Saulo de Tarso estaba presente y consentía la lapidación de Esteban, el primer mártir cristiano, cuando este fue apedreado hasta la muerte. Esteban había hablado de Jesús como el “Justo” (Hechos 7:52). Sin embargo, para Saulo, este “Justo” era un impostor, y su crucifixión era un juicio merecido. Saulo se creía irreprochable en su respeto a la ley de Dios, y luchaba contra lo que él consideraba la peor de las herejías.

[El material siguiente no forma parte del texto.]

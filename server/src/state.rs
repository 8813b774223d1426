//! Shared application state.
//!
//! `AppState` is injected into Axum handlers via the `State` extractor.
//! It only holds the priorities backend; the host keeps no session data.

use std::sync::Arc;

use crate::services::priorities::PrioritiesService;

#[derive(Clone)]
pub struct AppState {
    pub priorities: Arc<PrioritiesService>,
}

impl AppState {
    #[must_use]
    pub fn new(priorities: PrioritiesService) -> Self {
        Self { priorities: Arc::new(priorities) }
    }
}
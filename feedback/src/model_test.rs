use super::*;
use serde_json::json;

fn sample_item() -> FeedbackItem {
    serde_json::from_value(json!({
        "id": 7,
        "rank": 1,
        "title": "Payment Processing Failures During Checkout",
        "category": "Bug Fix",
        "score": 95.2,
        "team": "Payment Engineering",
        "preMortemForecast": "If failures persist we lose $487K in 30 days.",
        "action_plan": {
            "immediate_steps": ["Roll back gateway", "Enable fallback processor"],
            "medium_term_steps": [],
            "long_term_steps": ["Multi-vendor redundancy"],
            "estimated_timeline": "2-4 weeks",
            "required_resources": "5 engineers"
        }
    }))
    .expect("item")
}

// =============================================================
// Decoding
// =============================================================

#[test]
fn decodes_camel_case_forecast_field() {
    let item = sample_item();
    assert_eq!(item.pre_mortem_forecast, "If failures persist we lose $487K in 30 days.");
    assert_eq!(item.team, "Payment Engineering");
}

#[test]
fn sparse_item_decodes_with_defaults() {
    let item: FeedbackItem = serde_json::from_value(json!({
        "id": 1,
        "rank": 3,
        "title": "Slow export",
        "score": 4.0
    }))
    .expect("item");
    assert_eq!(item.category, "");
    assert_eq!(item.display_category(), DEFAULT_CATEGORY);
    assert!(item.action_plan.is_none());
    assert!(item.metadata.is_none());
    assert!(item.raw_text.is_none());
    assert_eq!(item.pre_mortem_forecast, "");
}

#[test]
fn explicit_nulls_decode_as_defaults() {
    let item: FeedbackItem = serde_json::from_value(json!({
        "id": 1,
        "rank": 1,
        "title": "Null fields",
        "score": 1.0,
        "category": null,
        "team": null,
        "preMortemForecast": null,
        "action_plan": { "immediate_steps": null }
    }))
    .expect("item");
    assert_eq!(item.display_category(), "General");
    assert_eq!(item.team, "");
    assert_eq!(item.action_plan, Some(ActionPlan::default()));
}

#[test]
fn nulls_in_metadata_and_counts_decode_as_defaults() {
    let envelope: ListEnvelope = serde_json::from_value(json!({
        "items": [{
            "id": 3,
            "rank": 1,
            "title": "Sparse metadata",
            "score": 42.0,
            "metadata": {
                "total_mentions": null,
                "sentiment_score": null,
                "first_reported": null,
                "last_updated": null,
                "affected_user_segments": null,
                "geographic_concentration": null,
                "severity_indicators": null
            }
        }],
        "total_analyzed": null,
        "metadata": {
            "analysis_duration_seconds": null,
            "llm_model": null,
            "confidence_score": null
        }
    }))
    .expect("envelope");
    assert_eq!(envelope.total_analyzed, 0);
    assert_eq!(envelope.items[0].metadata, Some(ItemMetadata::default()));
    assert_eq!(envelope.metadata, Some(ResponseMetadata::default()));
}

#[test]
fn missing_title_is_rejected() {
    let result = serde_json::from_value::<FeedbackItem>(json!({ "id": 1, "rank": 1, "score": 1.0 }));
    assert!(result.is_err());
}

#[test]
fn envelope_decodes_optional_pipeline_metadata() {
    let envelope: ListEnvelope = serde_json::from_value(json!({
        "items": [],
        "total_analyzed": 12,
        "total_risk_estimate": "$150K in potential revenue at risk",
        "generated_at": "2024-01-15T09:45:00Z",
        "agent_pipeline_version": "1.2.0",
        "metadata": { "analysis_duration_seconds": 3.5, "llm_model": "gpt-4o", "confidence_score": 0.87 }
    }))
    .expect("envelope");
    assert_eq!(envelope.total_analyzed, 12);
    assert_eq!(envelope.agent_pipeline_version.as_deref(), Some("1.2.0"));
    let meta = envelope.metadata.expect("metadata");
    assert_eq!(meta.llm_model, "gpt-4o");
    assert!((meta.confidence_score - 0.87).abs() < f64::EPSILON);
}

#[test]
fn serializing_keeps_wire_field_names() {
    let value = serde_json::to_value(sample_item()).expect("json");
    assert!(value.get("preMortemForecast").is_some());
    assert!(value.get("pre_mortem_forecast").is_none());
    assert!(value.get("raw_text").is_none());
}

// =============================================================
// Display helpers
// =============================================================

#[test]
fn rounded_score_rounds_half_away_from_zero() {
    let mut item = sample_item();
    assert_eq!(item.rounded_score(), 95);
    item.score = 87.5;
    assert_eq!(item.rounded_score(), 88);
    item.score = 0.4;
    assert_eq!(item.rounded_score(), 0);
}

#[test]
fn forecast_placeholder_applies_to_blank_text() {
    let mut item = sample_item();
    assert_ne!(item.forecast_or_placeholder(), FORECAST_PLACEHOLDER);
    item.pre_mortem_forecast = "   ".to_owned();
    assert_eq!(item.forecast_or_placeholder(), FORECAST_PLACEHOLDER);
}

#[test]
fn title_matches_is_case_insensitive_substring() {
    let item = sample_item();
    assert!(item.title_matches(""));
    assert!(item.title_matches("checkout"));
    assert!(item.title_matches("processing fail"));
    assert!(!item.title_matches("refund"));
}

#[test]
fn provenance_lists_present_fields_only() {
    let mut item = sample_item();
    assert!(item.provenance().is_empty());

    item.reporter = Some("Grace Hall".to_owned());
    item.created_at = Some("2024-07-22".to_owned());
    item.impact = Some("  ".to_owned());
    assert_eq!(item.provenance(), vec![("Reporter", "Grace Hall"), ("Date", "2024-07-22")]);

    item.date = Some("2024-07-23".to_owned());
    item.source = Some("Support Ticket".to_owned());
    assert_eq!(
        item.provenance(),
        vec![("Reporter", "Grace Hall"), ("Date", "2024-07-23"), ("Source", "Support Ticket")]
    );
}

// =============================================================
// Action plan
// =============================================================

#[test]
fn sections_skip_empty_tiers_and_keep_order() {
    let plan = sample_item().action_plan.expect("plan");
    let tiers: Vec<StepTier> = plan.sections().map(|(tier, _)| tier).collect();
    assert_eq!(tiers, vec![StepTier::Immediate, StepTier::LongTerm]);

    let (_, immediate) = plan.sections().next().expect("first section");
    assert_eq!(immediate, ["Roll back gateway".to_owned(), "Enable fallback processor".to_owned()]);
}

#[test]
fn only_immediate_steps_yield_single_section() {
    let plan = ActionPlan {
        immediate_steps: vec!["Hot-fix timeout handling".to_owned()],
        ..ActionPlan::default()
    };
    let headings: Vec<&str> = plan.sections().map(|(tier, _)| tier.heading()).collect();
    assert_eq!(headings, vec!["Immediate Steps"]);
}

#[test]
fn empty_plan_has_no_sections_or_details() {
    let plan = ActionPlan::default();
    assert_eq!(plan.sections().count(), 0);
    assert!(plan.timeline().is_none());
    assert!(plan.resources().is_none());
}

#[test]
fn step_tier_keys_are_distinct() {
    assert_eq!(StepTier::Immediate.key(), "immediate");
    assert_eq!(StepTier::MediumTerm.key(), "medium-term");
    assert_eq!(StepTier::LongTerm.key(), "long-term");
    assert_eq!(StepTier::MediumTerm.heading(), "Medium-Term Steps");
}
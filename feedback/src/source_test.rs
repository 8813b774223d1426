use super::*;

const BODY: &str = r#"{
    "items": [
        {"id": 1, "rank": 1, "title": "Checkout fails", "category": "Bug Fix", "score": 9.5, "team": "Payments", "preMortemForecast": "Revenue at risk"}
    ],
    "total_analyzed": 1,
    "total_risk_estimate": "$10K",
    "generated_at": "2024-01-15T09:45:00Z"
}"#;

#[test]
fn decode_response_accepts_2xx_envelope() {
    let envelope = decode_response(200, BODY).expect("envelope");
    assert_eq!(envelope.items.len(), 1);
    assert_eq!(envelope.items[0].title, "Checkout fails");
}

#[test]
fn decode_response_maps_non_2xx_to_fetch_failed() {
    let err = decode_response(503, r#"{"error":"unavailable","message":"Pipeline is warming up","status":503}"#)
        .unwrap_err();
    assert_eq!(err, FetchError::FetchFailed { message: "Pipeline is warming up".to_owned() });
}

#[test]
fn decode_envelope_rejects_malformed_json() {
    assert!(matches!(decode_envelope("{\"items\": ["), Err(FetchError::ParseFailed(_))));
}

#[test]
fn decode_envelope_rejects_item_without_title() {
    let body = r#"{"items":[{"id":1,"rank":1,"score":2.0}]}"#;
    assert!(matches!(decode_envelope(body), Err(FetchError::ParseFailed(_))));
}

#[tokio::test]
async fn static_source_replays_outcome() {
    let ok = StaticSource::new(decode_envelope(BODY).expect("envelope"));
    assert_eq!(ok.fetch_feedback().await.expect("ok").items.len(), 1);

    let failing = StaticSource::failing(FetchError::transport("offline"));
    assert!(failing.fetch_feedback().await.is_err());
    assert!(failing.fetch_feedback().await.is_err());
}
//! REST API helpers for communicating with the server.
//!
//! Client-side (hydrate): real HTTP calls via `gloo-net`.
//! Server-side (SSR): the fetch is never issued during rendering; the stub
//! reports an error so misuse is visible instead of hanging.
//!
//! ERROR HANDLING
//! ==============
//! Transport errors, non-2xx responses, and malformed bodies are all mapped
//! into `feedback::FetchError` by the shared decoder so the page shows the
//! same messages the CLI prints.

#![allow(clippy::unused_async)]

#[cfg(test)]
#[path = "api_test.rs"]
mod api_test;

use feedback::{FetchError, ListEnvelope, PRIORITIES_PATH};

#[cfg(any(test, feature = "hydrate"))]
fn body_read_failed_message(status: u16) -> String {
    format!("response body unreadable (HTTP {status})")
}

/// Fetch the priorities envelope from the same origin.
///
/// # Errors
///
/// Returns [`FetchError::FetchFailed`] for network errors or non-2xx
/// responses and [`FetchError::ParseFailed`] for bodies that are not an
/// envelope.
pub async fn fetch_priorities() -> Result<ListEnvelope, FetchError> {
    #[cfg(feature = "hydrate")]
    {
        let resp = gloo_net::http::Request::get(PRIORITIES_PATH)
            .send()
            .await
            .map_err(FetchError::transport)?;
        let status = resp.status();
        let body = resp
            .text()
            .await
            .map_err(|_| FetchError::transport(body_read_failed_message(status)))?;
        feedback::source::decode_response(status, &body)
    }
    #[cfg(not(feature = "hydrate"))]
    {
        Err(FetchError::transport(format!("{PRIORITIES_PATH} is only fetched in the browser")))
    }
}

/// Browser data source handed to `ViewState` loads.
#[derive(Clone, Copy, Debug, Default)]
pub struct HttpSource;

#[cfg(feature = "hydrate")]
#[async_trait::async_trait(?Send)]
impl feedback::FeedbackSource for HttpSource {
    async fn fetch_feedback(&self) -> Result<ListEnvelope, FetchError> {
        fetch_priorities().await
    }
}
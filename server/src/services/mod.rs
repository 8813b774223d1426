//! Domain services used by route handlers.

pub mod priorities;
//! Data source contract for the priorities envelope.
//!
//! SYSTEM CONTEXT
//! ==============
//! The browser client fetches with `gloo-net`, the CLI with `reqwest`; both
//! funnel the raw status + body through [`decode_response`] so error
//! messages and parse failures read the same everywhere. There is no retry
//! and no timeout override: callers decide what to show on failure.

#[cfg(test)]
#[path = "source_test.rs"]
mod source_test;

use async_trait::async_trait;

use crate::error::FetchError;
use crate::model::ListEnvelope;

/// Same-origin path of the one read-only endpoint.
pub const PRIORITIES_PATH: &str = "/api/priorities";

/// Anything that can produce a priorities envelope.
///
/// `?Send` so browser futures (which hold JS handles) can implement it.
#[async_trait(?Send)]
pub trait FeedbackSource {
    /// Fetch the full envelope once.
    ///
    /// # Errors
    ///
    /// [`FetchError::FetchFailed`] on transport failure or non-2xx status,
    /// [`FetchError::ParseFailed`] when the body is not an envelope.
    async fn fetch_feedback(&self) -> Result<ListEnvelope, FetchError>;
}

/// Decode a 2xx body into an envelope.
///
/// # Errors
///
/// Returns [`FetchError::ParseFailed`] for malformed JSON or a body missing
/// required item fields.
pub fn decode_envelope(body: &str) -> Result<ListEnvelope, FetchError> {
    Ok(serde_json::from_str(body)?)
}

/// Turn a completed HTTP exchange into an envelope or a typed failure.
///
/// # Errors
///
/// Non-2xx statuses become [`FetchError::FetchFailed`] (see
/// [`FetchError::from_status`]); bad 2xx bodies become
/// [`FetchError::ParseFailed`].
pub fn decode_response(status: u16, body: &str) -> Result<ListEnvelope, FetchError> {
    if (200..300).contains(&status) {
        decode_envelope(body)
    } else {
        Err(FetchError::from_status(status, body))
    }
}

/// Source that always yields the same outcome. Backs offline fixtures.
#[derive(Clone, Debug)]
pub struct StaticSource {
    outcome: Result<ListEnvelope, FetchError>,
}

impl StaticSource {
    #[must_use]
    pub fn new(envelope: ListEnvelope) -> Self {
        Self { outcome: Ok(envelope) }
    }

    #[must_use]
    pub fn failing(error: FetchError) -> Self {
        Self { outcome: Err(error) }
    }
}

#[async_trait(?Send)]
impl FeedbackSource for StaticSource {
    async fn fetch_feedback(&self) -> Result<ListEnvelope, FetchError> {
        self.outcome.clone()
    }
}
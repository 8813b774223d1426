use super::*;

fn summary() -> EnvelopeSummary {
    EnvelopeSummary {
        total_analyzed: 1240,
        item_count: 12,
        total_risk_estimate: "$2.1M annual revenue at risk".to_owned(),
        generated_at: "2024-01-15T09:45:00Z".to_owned(),
        pipeline_version: None,
        confidence: None,
    }
}

#[test]
fn confidence_label_scales_fractions() {
    assert_eq!(confidence_label(0.87), "87%");
    assert_eq!(confidence_label(92.0), "92%");
}

#[test]
fn summary_stats_formats_core_fields() {
    assert_eq!(
        summary_stats(&summary()),
        vec![
            ("Total Analyzed", "1240".to_owned()),
            ("Prioritized", "12".to_owned()),
            ("Risk Estimate", "$2.1M annual revenue at risk".to_owned()),
            ("Last Updated", "2024-01-15 09:45".to_owned()),
        ]
    );
}

#[test]
fn summary_stats_appends_pipeline_fields_when_present() {
    let mut summary = summary();
    summary.pipeline_version = Some("v2.3".to_owned());
    summary.confidence = Some(0.5);
    let stats = summary_stats(&summary);
    assert_eq!(stats[stats.len() - 2], ("Pipeline", "v2.3".to_owned()));
    assert_eq!(stats[stats.len() - 1], ("Confidence", "50%".to_owned()));
}

#[test]
fn summary_stats_skip_blank_text_fields() {
    let mut summary = summary();
    summary.total_risk_estimate = " ".to_owned();
    summary.generated_at = String::new();
    assert_eq!(summary_stats(&summary).len(), 2);
}
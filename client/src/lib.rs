//! # client
//!
//! Leptos + WASM frontend for the SURF customer-feedback priorities
//! dashboard. Renders one `/api/priorities` envelope as three coordinated
//! regions: navigation sidebar, searchable list, and item detail.
//!
//! The view state itself (items, filter, selection, load status) lives in
//! the `feedback` crate; this crate wires it into reactive signals and
//! markup.

pub mod app;
pub mod components;
pub mod net;
pub mod pages;
pub mod state;
pub mod util;

/// WASM entry point: hydrate the server-rendered shell.
#[cfg(feature = "hydrate")]
#[wasm_bindgen::prelude::wasm_bindgen]
pub fn hydrate() {
    console_error_panic_hook::set_once();
    let _ = console_log::init_with_level(log::Level::Info);
    leptos::mount::hydrate_body(app::App);
}
//! Utility helpers shared across client UI modules.
//!
//! SYSTEM CONTEXT
//! ==============
//! Utility modules isolate browser concerns (storage, blobs, object URLs)
//! from page and component logic so the latter stay testable natively.

pub mod download;
pub mod theme;
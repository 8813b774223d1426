//! Subcommand bodies. Each one works on a loaded `ViewState` and writes to
//! the given output, so the same filter and selection rules as the
//! dashboard apply.

#[cfg(test)]
#[path = "commands_test.rs"]
mod commands_test;

use std::io::Write;

use feedback::export::visible_items_csv;
use feedback::present::format_generated_at;
use feedback::{FeedbackItem, ItemId, ViewState};

use crate::CliError;

/// `#rank  score  category  title` per visible item, then a count line.
pub fn list(view: &mut ViewState, filter: Option<&str>, out: &mut impl Write) -> Result<(), CliError> {
    if let Some(filter) = filter {
        view.set_filter(filter);
    }
    for item in view.visible_items() {
        writeln!(
            out,
            "#{:<3} {:>5.1}  {:<18}  {}",
            item.rank,
            item.score,
            item.display_category(),
            item.title
        )?;
    }
    writeln!(out, "{} of {} items", view.visible_count(), view.items().len())?;
    if let Some(summary) = view.summary() {
        if !summary.generated_at.trim().is_empty() {
            writeln!(out, "generated {}", format_generated_at(&summary.generated_at))?;
        }
    }
    Ok(())
}

/// Detail of `id`, or of the auto-selected first item.
pub fn show(view: &mut ViewState, id: Option<ItemId>, out: &mut impl Write) -> Result<(), CliError> {
    if let Some(id) = id {
        if !view.select(id) {
            return Err(CliError::UnknownItem(id));
        }
    }
    let item = view.selected_item().ok_or(CliError::NoItems)?;
    out.write_all(detail_text(item).as_bytes())?;
    Ok(())
}

/// CSV of the visible items.
pub fn export(view: &mut ViewState, filter: Option<&str>, out: &mut impl Write) -> Result<(), CliError> {
    if let Some(filter) = filter {
        view.set_filter(filter);
    }
    let csv = visible_items_csv(view)?;
    out.write_all(csv.as_bytes())?;
    Ok(())
}

pub fn detail_text(item: &FeedbackItem) -> String {
    let mut text = format!(
        "{}\n{} | score {} | #{}\n",
        item.title,
        item.display_category(),
        item.rounded_score(),
        item.id
    );
    if !item.team.trim().is_empty() {
        text.push_str(&format!("Team: {}\n", item.team.trim()));
    }
    for (label, value) in item.provenance() {
        text.push_str(&format!("{label}: {value}\n"));
    }
    text.push_str(&format!("\nPre-Mortem Forecast\n{}\n", item.forecast_or_placeholder()));

    if let Some(plan) = &item.action_plan {
        text.push_str("\nAction Plan\n");
        for (tier, steps) in plan.sections() {
            text.push_str(&format!("  {}\n", tier.heading()));
            for step in steps {
                text.push_str(&format!("    - {step}\n"));
            }
        }
        if let Some(timeline) = plan.timeline() {
            text.push_str(&format!("  Timeline: {timeline}\n"));
        }
        if let Some(resources) = plan.resources() {
            text.push_str(&format!("  Resources: {resources}\n"));
        }
    }

    if let Some(raw) = item.raw_text.as_deref().map(str::trim).filter(|t| !t.is_empty()) {
        text.push_str(&format!("\nOriginal Feedback\n{raw}\n"));
    }
    text
}
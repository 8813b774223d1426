//! Networking for the dashboard.
//!
//! SYSTEM CONTEXT
//! ==============
//! `api` performs the single `GET /api/priorities` request. The wire schema
//! and error taxonomy are shared with the server and CLI via `feedback`.

pub mod api;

Cuando iba a Damasco para capturar a los cristianos, Saulo fue literalmente fulminado por un resplandor de luz del cielo. Y cayendo a tierra oyó la voz del Señor Jesús que le decía: “Saulo, ¿por qué me persigues?”. Persiguiendo a los cristianos, Saulo perseguía a Jesús mismo. Y “abriendo los ojos, no veía a nadie”. Pero después de hablar con Ananías, un fiel creyente, “le cayeron de los ojos como escamas, y recibió al instante la vista”.
Después de ser azotado por la ceguera, Saulo cambió su manera de ver a Jesús. Este ya no era un impostor que había muerto en la cruz: para Saulo, ahora Jesús estaba vivo, ¡había resucitado! Saulo proclamó inmediatamente que Jesús era el Hijo de Dios. Su vida fue transformada completamente: a partir de ese momento vivió con plena confianza en Aquel que se le reveló.
De esta manera Saulo, convertido en el apóstol Pablo, se encontró primero con Jesús resucitado, y luego comprendió la importancia de conocerle como “Jesucristo… crucificado” (1 Corintios 2:2). El centro del Evangelio es la muerte del Señor, pero también su resurrección. ¡Jesús está vivo!